Data excerpts:
=-=-=-=-=

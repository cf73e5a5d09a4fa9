//! Convert quantifier expressions to map expressions.
//!
//! `forall K in S: P(K)` becomes `alltrue(map K in S: P(K))` and
//! `exists K in S: P(K)` becomes `anytrue(map K in S: P(K))`, leaving
//! the tuple calculus with only one binding comprehension form.

use anyhow::Result;

use crate::ast::ops::Func;
use crate::ast::pt::*;
use crate::context::Context;

pub fn dequantify(_ctx: &mut Context, pe: PtExpr) -> Result<PtExpr> {
    Dequantify.fold_expr(pe)
}

struct Dequantify;

impl PtFold for Dequantify {
    fn fold_expr_kind(&mut self, kind: PtExprKind) -> Result<PtExprKind> {
        let kind = fold_expr_kind(self, kind)?;
        Ok(match kind {
            PtExprKind::Forall { var, set, pred } => PtExprKind::Uop {
                op: Func::AllTrue,
                sub: Box::new(PtExpr::new(PtExprKind::Map {
                    var,
                    set,
                    result: pred,
                })),
            },
            PtExprKind::Exists { var, set, pred } => PtExprKind::Uop {
                op: Func::AnyTrue,
                sub: Box::new(PtExpr::new(PtExprKind::Map {
                    var,
                    set,
                    result: pred,
                })),
            },
            k => k,
        })
    }
}

#[cfg(test)]
mod test {
    use super::*;
    use crate::backend::MemGraph;
    use crate::context::Context;
    use crate::parser;
    use crate::semantic::resolve::resolve_vars;

    fn dequantified(text: &str) -> PtExpr {
        let mut ctx = Context::new(Box::new(MemGraph::new()));
        let pt = parser::parse(&mut ctx, text).unwrap();
        let pt = resolve_vars(&mut ctx, pt).unwrap();
        dequantify(&mut ctx, pt).unwrap()
    }

    fn count_quantifiers(pe: &PtExpr) -> usize {
        struct Counter(usize);
        impl PtFold for Counter {
            fn fold_expr_kind(&mut self, kind: PtExprKind) -> Result<PtExprKind> {
                if matches!(kind, PtExprKind::Forall { .. } | PtExprKind::Exists { .. }) {
                    self.0 += 1;
                }
                fold_expr_kind(self, kind)
            }
        }
        let mut c = Counter(0);
        c.fold_expr(pe.clone()).unwrap();
        c.0
    }

    #[test]
    fn exists_becomes_anytrue_over_map() {
        let pe = dequantified("exists Y in S: Y = 3");
        assert_eq!(count_quantifiers(&pe), 0);
        let (op, sub) = pe.kind.as_uop().unwrap();
        assert_eq!(*op, Func::AnyTrue);
        assert!(sub.kind.is_map());
    }

    #[test]
    fn forall_becomes_alltrue_over_map() {
        let pe = dequantified("for all Y in S: Y = 3");
        assert_eq!(count_quantifiers(&pe), 0);
        let (op, sub) = pe.kind.as_uop().unwrap();
        assert_eq!(*op, Func::AllTrue);
        assert!(sub.kind.is_map());
    }

    #[test]
    fn nested_quantifiers_are_rewritten() {
        let pe = dequantified("exists Y in S: for all Z in T: Y = Z");
        assert_eq!(count_quantifiers(&pe), 0);
    }
}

=-=-=-=-=

Work task: The whole of the material should be restated word for word.

Exercise solution:
repository cf73e5a5d09a4fa9
//! Convert quantifier expressions to map expressions.
//!
//! `forall K in S: P(K)` becomes `alltrue(map K in S: P(K))` and
//! `exists K in S: P(K)` becomes `anytrue(map K in S: P(K))`, leaving
//! the tuple calculus with only one binding comprehension form.

use anyhow::Result;

use crate::ast::ops::Func;
use crate::ast::pt::*;
use crate::context::Context;

pub fn dequantify(_ctx: &mut Context, pe: PtExpr) -> Result<PtExpr> {
    Dequantify.fold_expr(pe)
}

struct Dequantify;

impl PtFold for Dequantify {
    fn fold_expr_kind(&mut self, kind: PtExprKind) -> Result<PtExprKind> {
        let kind = fold_expr_kind(self, kind)?;
        Ok(match kind {
            PtExprKind::Forall { var, set, pred } => PtExprKind::Uop {
                op: Func::AllTrue,
                sub: Box::new(PtExpr::new(PtExprKind::Map {
                    var,
                    set,
                    result: pred,
                })),
            },
            PtExprKind::Exists { var, set, pred } => PtExprKind::Uop {
                op: Func::AnyTrue,
                sub: Box::new(PtExpr::new(PtExprKind::Map {
                    var,
                    set,
                    result: pred,
                })),
            },
            k => k,
        })
    }
}

#[cfg(test)]
mod test {
    use super::*;
    use crate::backend::MemGraph;
    use crate::context::Context;
    use crate::parser;
    use crate::semantic::resolve::resolve_vars;

    fn dequantified(text: &str) -> PtExpr {
        let mut ctx = Context::new(Box::new(MemGraph::new()));
        let pt = parser::parse(&mut ctx, text).unwrap();
        let pt = resolve_vars(&mut ctx, pt).unwrap();
        dequantify(&mut ctx, pt).unwrap()
    }

    fn count_quantifiers(pe: &PtExpr) -> usize {
        struct Counter(usize);
        impl PtFold for Counter {
            fn fold_expr_kind(&mut self, kind: PtExprKind) -> Result<PtExprKind> {
                if matches!(kind, PtExprKind::Forall { .. } | PtExprKind::Exists { .. }) {
                    self.0 += 1;
                }
                fold_expr_kind(self, kind)
            }
        }
        let mut c = Counter(0);
        c.fold_expr(pe.clone()).unwrap();
        c.0
    }

    #[test]
    fn exists_becomes_anytrue_over_map() {
        let pe = dequantified("exists Y in S: Y = 3");
        assert_eq!(count_quantifiers(&pe), 0);
        let (op, sub) = pe.kind.as_uop().unwrap();
        assert_eq!(*op, Func::AnyTrue);
        assert!(sub.kind.is_map());
    }

    #[test]
    fn forall_becomes_alltrue_over_map() {
        let pe = dequantified("for all Y in S: Y = 3");
        assert_eq!(count_quantifiers(&pe), 0);
        let (op, sub) = pe.kind.as_uop().unwrap();
        assert_eq!(*op, Func::AllTrue);
        assert!(sub.kind.is_map());
    }

    #[test]
    fn nested_quantifiers_are_rewritten() {
        let pe = dequantified("exists Y in S: for all Z in T: Y = Z");
        assert_eq!(count_quantifiers(&pe), 0);
    }
}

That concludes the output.